- **Problem details**: Starting at the top of the entries, restate word for word each line up to and including the one with "type TaskPath = (ProjectId, TodoListId, TaskId);".

- **The records**:
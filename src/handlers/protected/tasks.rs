// handlers/protected/tasks.rs - /api/projects/:project_id/todolists/:todo_list_id/tasks[...]

use axum::{extract::State, Extension};

use crate::api::{CreateTaskRequest, ReorderRequest, TaskStatusRequest, TaskView, UpdateTaskRequest};
use crate::error::ApiError;
use crate::handlers::{ApiJson, ApiPath};
use crate::middleware::{ApiResponse, ApiResult, AuthUser};
use crate::services::reorder::parse_task_ids;
use crate::state::AppState;
use crate::types::{ProjectId, TaskId, TodoListId};

type ListPath = (ProjectId, TodoListId);
type TaskPath = (ProjectId, TodoListId, TaskId);

/// POST - new tasks start open and go to the end of the list
pub async fn create(
    State(state): State<AppState>,
    Extension(user): Extension<AuthUser>,
    ApiPath((project_id, todo_list_id)): ApiPath<ListPath>,
    ApiJson(payload): ApiJson<CreateTaskRequest>,
) -> ApiResult<TaskView> {
    let task = state
        .services
        .tasks
        .create(&user, project_id, todo_list_id, payload)
        .await?;
    Ok(ApiResponse::created(TaskView::new(task, project_id)))
}

/// GET - tasks ascending by position
pub async fn list(
    State(state): State<AppState>,
    Extension(user): Extension<AuthUser>,
    ApiPath((project_id, todo_list_id)): ApiPath<ListPath>,
) -> ApiResult<Vec<TaskView>> {
    let tasks = state.services.tasks.list(&user, project_id, todo_list_id).await?;
    Ok(ApiResponse::success(TaskView::many(tasks, project_id)))
}

pub async fn get(
    State(state): State<AppState>,
    Extension(user): Extension<AuthUser>,
    ApiPath((project_id, todo_list_id, task_id)): ApiPath<TaskPath>,
) -> ApiResult<TaskView> {
    let task = state
        .services
        .tasks
        .get(&user, project_id, todo_list_id, task_id)
        .await?;
    Ok(ApiResponse::success(TaskView::new(task, project_id)))
}

/// PUT - omitted fields stay, `null` clears description or dueDate
pub async fn update(
    State(state): State<AppState>,
    Extension(user): Extension<AuthUser>,
    ApiPath((project_id, todo_list_id, task_id)): ApiPath<TaskPath>,
    ApiJson(payload): ApiJson<UpdateTaskRequest>,
) -> ApiResult<TaskView> {
    let task = state
        .services
        .tasks
        .update(&user, project_id, todo_list_id, task_id, payload)
        .await?;
    Ok(ApiResponse::success(TaskView::new(task, project_id)))
}

/// PATCH .../:task_id/status - `{"completed": bool}`
pub async fn set_status(
    State(state): State<AppState>,
    Extension(user): Extension<AuthUser>,
    ApiPath((project_id, todo_list_id, task_id)): ApiPath<TaskPath>,
    ApiJson(payload): ApiJson<TaskStatusRequest>,
) -> ApiResult<TaskView> {
    let task = state
        .services
        .tasks
        .set_status(&user, project_id, todo_list_id, task_id, payload.completed)
        .await?;
    Ok(ApiResponse::success(TaskView::new(task, project_id)))
}

pub async fn delete(
    State(state): State<AppState>,
    Extension(user): Extension<AuthUser>,
    ApiPath((project_id, todo_list_id, task_id)): ApiPath<TaskPath>,
) -> ApiResult<()> {
    state
        .services
        .tasks
        .delete(&user, project_id, todo_list_id, task_id)
        .await?;
    Ok(ApiResponse::no_content())
}

/// PATCH .../tasks/reorder - `{"taskIds": [...]}` in the desired order
///
/// The ids must be exactly the list's current tasks. Answers with the tasks
/// in their new order.
pub async fn reorder(
    State(state): State<AppState>,
    Extension(user): Extension<AuthUser>,
    ApiPath((project_id, todo_list_id)): ApiPath<ListPath>,
    ApiJson(payload): ApiJson<ReorderRequest>,
) -> ApiResult<Vec<TaskView>> {
    let raw_ids = payload
        .task_ids
        .ok_or_else(|| ApiError::bad_request("taskIds is required"))?;
    let task_ids = parse_task_ids(&raw_ids)?;

    let tasks = state
        .services
        .tasks
        .reorder(&user, project_id, todo_list_id, &task_ids)
        .await?;
    Ok(ApiResponse::success(TaskView::many(tasks, project_id)))
}
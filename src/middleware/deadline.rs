use axum::{
    extract::{Request, State},
    middleware::Next,
    response::Response,
};

use crate::state::AppState;

/// Give every store call made while serving this request one shared expiry
pub async fn request_deadline(State(state): State<AppState>, request: Request, next: Next) -> Response {
    state.deadline.scope(next.run(request)).await
}
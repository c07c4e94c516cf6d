//! In-memory store adapter.
//!
//! All four ports share one `Arc<RwLock<..>>` so a clone of [`MemoryStore`]
//! sees the same data. Multi-row writes happen under a single write guard,
//! which makes them atomic with respect to every other store call.

use async_trait::async_trait;
use std::collections::HashMap;
use std::sync::Arc;
use tokio::sync::RwLock;

use super::{same_membership, ProjectStore, StoreError, TaskStore, TodoListStore, UserStore};
use crate::database::models::{Project, Task, TodoList, User};
use crate::types::{ProjectId, TaskId, TodoListId, UserId};

#[derive(Debug, Default)]
struct Tables {
    users: HashMap<UserId, User>,
    projects: HashMap<ProjectId, Project>,
    todo_lists: HashMap<TodoListId, TodoList>,
    tasks: HashMap<TaskId, Task>,
}

#[derive(Debug, Clone, Default)]
pub struct MemoryStore {
    tables: Arc<RwLock<Tables>>,
}

impl MemoryStore {
    pub fn new() -> Self {
        Self::default()
    }
}

#[async_trait]
impl ProjectStore for MemoryStore {
    async fn find_by_id(&self, id: ProjectId) -> Result<Option<Project>, StoreError> {
        Ok(self.tables.read().await.projects.get(&id).cloned())
    }

    async fn find_by_owner(&self, owner_id: UserId) -> Result<Vec<Project>, StoreError> {
        let tables = self.tables.read().await;
        let mut projects: Vec<Project> = tables
            .projects
            .values()
            .filter(|project| project.owner_id == owner_id)
            .cloned()
            .collect();
        projects.sort_by_key(|project| project.created_at);
        Ok(projects)
    }

    async fn save(&self, project: &Project) -> Result<Project, StoreError> {
        let mut tables = self.tables.write().await;
        tables.projects.insert(project.id, project.clone());
        Ok(project.clone())
    }

    async fn delete(&self, id: ProjectId) -> Result<(), StoreError> {
        let mut tables = self.tables.write().await;
        tables.projects.remove(&id);

        let Tables { todo_lists, tasks, .. } = &mut *tables;
        todo_lists.retain(|_, list| list.project_id != id);
        tasks.retain(|_, task| todo_lists.contains_key(&task.todo_list_id));
        Ok(())
    }
}

#[async_trait]
impl TodoListStore for MemoryStore {
    async fn find_by_id(&self, id: TodoListId) -> Result<Option<TodoList>, StoreError> {
        Ok(self.tables.read().await.todo_lists.get(&id).cloned())
    }

    async fn find_by_id_and_project_id(
        &self,
        id: TodoListId,
        project_id: ProjectId,
    ) -> Result<Option<TodoList>, StoreError> {
        let tables = self.tables.read().await;
        Ok(tables
            .todo_lists
            .get(&id)
            .filter(|list| list.project_id == project_id)
            .cloned())
    }

    async fn find_by_project_id(&self, project_id: ProjectId) -> Result<Vec<TodoList>, StoreError> {
        let tables = self.tables.read().await;
        let mut lists: Vec<TodoList> = tables
            .todo_lists
            .values()
            .filter(|list| list.project_id == project_id)
            .cloned()
            .collect();
        lists.sort_by(|a, b| a.name.cmp(&b.name));
        Ok(lists)
    }

    async fn exists_by_name_and_project_id(
        &self,
        name: &str,
        project_id: ProjectId,
    ) -> Result<bool, StoreError> {
        let tables = self.tables.read().await;
        Ok(tables
            .todo_lists
            .values()
            .any(|list| list.project_id == project_id && list.name == name))
    }

    async fn save(&self, todo_list: &TodoList) -> Result<TodoList, StoreError> {
        let mut tables = self.tables.write().await;
        if !tables.projects.contains_key(&todo_list.project_id) {
            return Err(StoreError::NotFound(format!("project {}", todo_list.project_id)));
        }
        tables.todo_lists.insert(todo_list.id, todo_list.clone());
        Ok(todo_list.clone())
    }

    async fn delete(&self, id: TodoListId) -> Result<(), StoreError> {
        let mut tables = self.tables.write().await;
        tables.todo_lists.remove(&id);
        tables.tasks.retain(|_, task| task.todo_list_id != id);
        Ok(())
    }
}

#[async_trait]
impl TaskStore for MemoryStore {
    async fn find_by_id(&self, id: TaskId) -> Result<Option<Task>, StoreError> {
        Ok(self.tables.read().await.tasks.get(&id).cloned())
    }

    async fn find_by_todo_list_id(&self, todo_list_id: TodoListId) -> Result<Vec<Task>, StoreError> {
        let tables = self.tables.read().await;
        let mut tasks: Vec<Task> = tables
            .tasks
            .values()
            .filter(|task| task.todo_list_id == todo_list_id)
            .cloned()
            .collect();
        tasks.sort_by_key(|task| task.position);
        Ok(tasks)
    }

    async fn insert(&self, task: &Task) -> Result<Task, StoreError> {
        let mut tables = self.tables.write().await;
        if !tables.todo_lists.contains_key(&task.todo_list_id) {
            return Err(StoreError::NotFound(format!("todo list {}", task.todo_list_id)));
        }
        tables.tasks.insert(task.id, task.clone());
        Ok(task.clone())
    }

    async fn update(&self, task: &Task) -> Result<Task, StoreError> {
        let mut tables = self.tables.write().await;
        let stored = tables
            .tasks
            .get_mut(&task.id)
            .filter(|stored| stored.todo_list_id == task.todo_list_id)
            .ok_or_else(|| StoreError::NotFound(format!("task {}", task.id)))?;

        stored.title = task.title.clone();
        stored.description = task.description.clone();
        stored.completed = task.completed;
        stored.due_date = task.due_date;
        Ok(stored.clone())
    }

    async fn save_positions(
        &self,
        todo_list_id: TodoListId,
        tasks: &[Task],
    ) -> Result<Vec<Task>, StoreError> {
        let mut tables = self.tables.write().await;

        let stored = tables
            .tasks
            .values()
            .filter(|task| task.todo_list_id == todo_list_id)
            .map(|task| task.id);
        if !same_membership(stored, tasks) {
            return Err(StoreError::Conflict(format!(
                "tasks of todo list {} changed during reorder",
                todo_list_id
            )));
        }

        let mut saved = Vec::with_capacity(tasks.len());
        for task in tasks {
            if let Some(existing) = tables.tasks.get_mut(&task.id) {
                existing.position = task.position;
                saved.push(existing.clone());
            }
        }
        saved.sort_by_key(|task| task.position);
        Ok(saved)
    }

    async fn remove(&self, todo_list_id: TodoListId, id: TaskId) -> Result<Vec<Task>, StoreError> {
        let mut tables = self.tables.write().await;
        match tables.tasks.get(&id) {
            Some(task) if task.todo_list_id == todo_list_id => {}
            _ => return Err(StoreError::NotFound(format!("task {}", id))),
        }
        tables.tasks.remove(&id);

        let mut remaining: Vec<&mut Task> = tables
            .tasks
            .values_mut()
            .filter(|task| task.todo_list_id == todo_list_id)
            .collect();
        remaining.sort_by_key(|task| (task.position, task.id));
        for (rank, task) in remaining.iter_mut().enumerate() {
            task.position = i32::try_from(rank).unwrap_or(i32::MAX);
        }
        Ok(remaining.into_iter().map(|task| task.clone()).collect())
    }

    async fn delete_by_todo_list_id(&self, todo_list_id: TodoListId) -> Result<(), StoreError> {
        self.tables
            .write()
            .await
            .tasks
            .retain(|_, task| task.todo_list_id != todo_list_id);
        Ok(())
    }
}

#[async_trait]
impl UserStore for MemoryStore {
    async fn find_by_id(&self, id: UserId) -> Result<Option<User>, StoreError> {
        Ok(self.tables.read().await.users.get(&id).cloned())
    }

    async fn find_by_email(&self, email: &str) -> Result<Option<User>, StoreError> {
        let tables = self.tables.read().await;
        Ok(tables
            .users
            .values()
            .find(|user| user.email.eq_ignore_ascii_case(email))
            .cloned())
    }

    async fn exists_by_email(&self, email: &str) -> Result<bool, StoreError> {
        Ok(UserStore::find_by_email(self, email).await?.is_some())
    }

    async fn save(&self, user: &User) -> Result<User, StoreError> {
        let mut tables = self.tables.write().await;
        let taken = tables
            .users
            .values()
            .any(|existing| existing.id != user.id && existing.email.eq_ignore_ascii_case(&user.email));
        if taken {
            return Err(StoreError::Conflict(format!("email {} already registered", user.email)));
        }
        tables.users.insert(user.id, user.clone());
        Ok(user.clone())
    }
}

- **Your solution**:
filename src/handlers/protected/tasks.rs
// handlers/protected/tasks.rs - /api/projects/:project_id/todolists/:todo_list_id/tasks[...]

use axum::{extract::State, Extension};

use crate::api::{CreateTaskRequest, ReorderRequest, TaskStatusRequest, TaskView, UpdateTaskRequest};
use crate::error::ApiError;
use crate::handlers::{ApiJson, ApiPath};
use crate::middleware::{ApiResponse, ApiResult, AuthUser};
use crate::services::reorder::parse_task_ids;
use crate::state::AppState;
use crate::types::{ProjectId, TaskId, TodoListId};

type ListPath = (ProjectId, TodoListId);
type TaskPath = (ProjectId, TodoListId, TaskId);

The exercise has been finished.